> [What you have to do]:
Find how many lines below hold "variants", and give that number as the entire answer.

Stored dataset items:
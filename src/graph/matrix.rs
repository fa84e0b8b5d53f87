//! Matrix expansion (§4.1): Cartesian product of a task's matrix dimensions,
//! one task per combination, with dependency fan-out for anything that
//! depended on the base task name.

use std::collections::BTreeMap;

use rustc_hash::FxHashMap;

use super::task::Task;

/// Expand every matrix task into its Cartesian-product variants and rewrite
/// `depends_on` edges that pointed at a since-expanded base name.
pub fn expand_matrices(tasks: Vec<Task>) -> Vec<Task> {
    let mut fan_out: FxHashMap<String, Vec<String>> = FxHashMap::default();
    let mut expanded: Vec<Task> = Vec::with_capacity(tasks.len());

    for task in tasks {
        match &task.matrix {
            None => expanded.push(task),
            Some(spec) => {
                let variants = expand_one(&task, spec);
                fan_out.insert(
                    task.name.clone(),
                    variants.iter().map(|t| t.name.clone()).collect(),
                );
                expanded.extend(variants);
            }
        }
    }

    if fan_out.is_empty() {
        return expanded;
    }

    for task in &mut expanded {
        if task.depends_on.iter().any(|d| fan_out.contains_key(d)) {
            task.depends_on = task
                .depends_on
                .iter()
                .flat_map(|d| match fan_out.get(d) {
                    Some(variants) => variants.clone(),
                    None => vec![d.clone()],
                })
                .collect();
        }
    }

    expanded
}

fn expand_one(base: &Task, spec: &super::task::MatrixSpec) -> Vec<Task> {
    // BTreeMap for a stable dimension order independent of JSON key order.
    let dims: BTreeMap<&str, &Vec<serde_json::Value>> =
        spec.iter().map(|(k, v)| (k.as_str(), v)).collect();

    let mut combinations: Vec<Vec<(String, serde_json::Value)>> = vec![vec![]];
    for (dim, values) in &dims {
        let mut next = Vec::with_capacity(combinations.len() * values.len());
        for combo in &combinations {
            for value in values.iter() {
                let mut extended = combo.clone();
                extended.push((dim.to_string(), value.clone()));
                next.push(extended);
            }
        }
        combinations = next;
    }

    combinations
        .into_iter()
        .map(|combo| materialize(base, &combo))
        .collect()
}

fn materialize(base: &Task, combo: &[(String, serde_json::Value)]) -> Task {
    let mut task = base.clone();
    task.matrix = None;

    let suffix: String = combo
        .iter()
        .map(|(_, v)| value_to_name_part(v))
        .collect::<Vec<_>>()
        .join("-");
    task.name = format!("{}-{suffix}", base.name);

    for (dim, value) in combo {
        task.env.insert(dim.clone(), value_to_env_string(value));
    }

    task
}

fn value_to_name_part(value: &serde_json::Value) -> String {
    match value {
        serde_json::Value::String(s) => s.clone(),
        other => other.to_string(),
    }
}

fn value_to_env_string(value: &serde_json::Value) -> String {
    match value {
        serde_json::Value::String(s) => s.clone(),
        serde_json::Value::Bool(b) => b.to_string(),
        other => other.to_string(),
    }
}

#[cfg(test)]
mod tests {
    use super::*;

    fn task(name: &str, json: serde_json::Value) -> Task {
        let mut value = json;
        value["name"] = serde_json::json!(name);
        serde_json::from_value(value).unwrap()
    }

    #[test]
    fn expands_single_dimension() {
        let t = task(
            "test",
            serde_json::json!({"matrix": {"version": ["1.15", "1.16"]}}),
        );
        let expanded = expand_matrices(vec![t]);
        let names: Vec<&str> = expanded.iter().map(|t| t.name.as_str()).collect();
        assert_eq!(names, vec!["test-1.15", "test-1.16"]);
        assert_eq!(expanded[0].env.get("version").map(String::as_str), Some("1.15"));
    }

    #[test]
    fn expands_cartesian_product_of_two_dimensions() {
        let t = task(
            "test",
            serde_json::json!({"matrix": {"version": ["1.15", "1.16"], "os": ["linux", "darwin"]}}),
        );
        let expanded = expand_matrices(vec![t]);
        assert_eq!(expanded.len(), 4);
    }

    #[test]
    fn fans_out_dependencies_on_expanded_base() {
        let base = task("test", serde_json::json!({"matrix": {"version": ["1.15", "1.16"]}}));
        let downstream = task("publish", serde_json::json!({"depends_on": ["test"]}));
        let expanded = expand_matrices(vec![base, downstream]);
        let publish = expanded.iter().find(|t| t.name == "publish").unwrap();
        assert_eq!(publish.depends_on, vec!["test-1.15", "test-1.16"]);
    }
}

> [Written response]:
5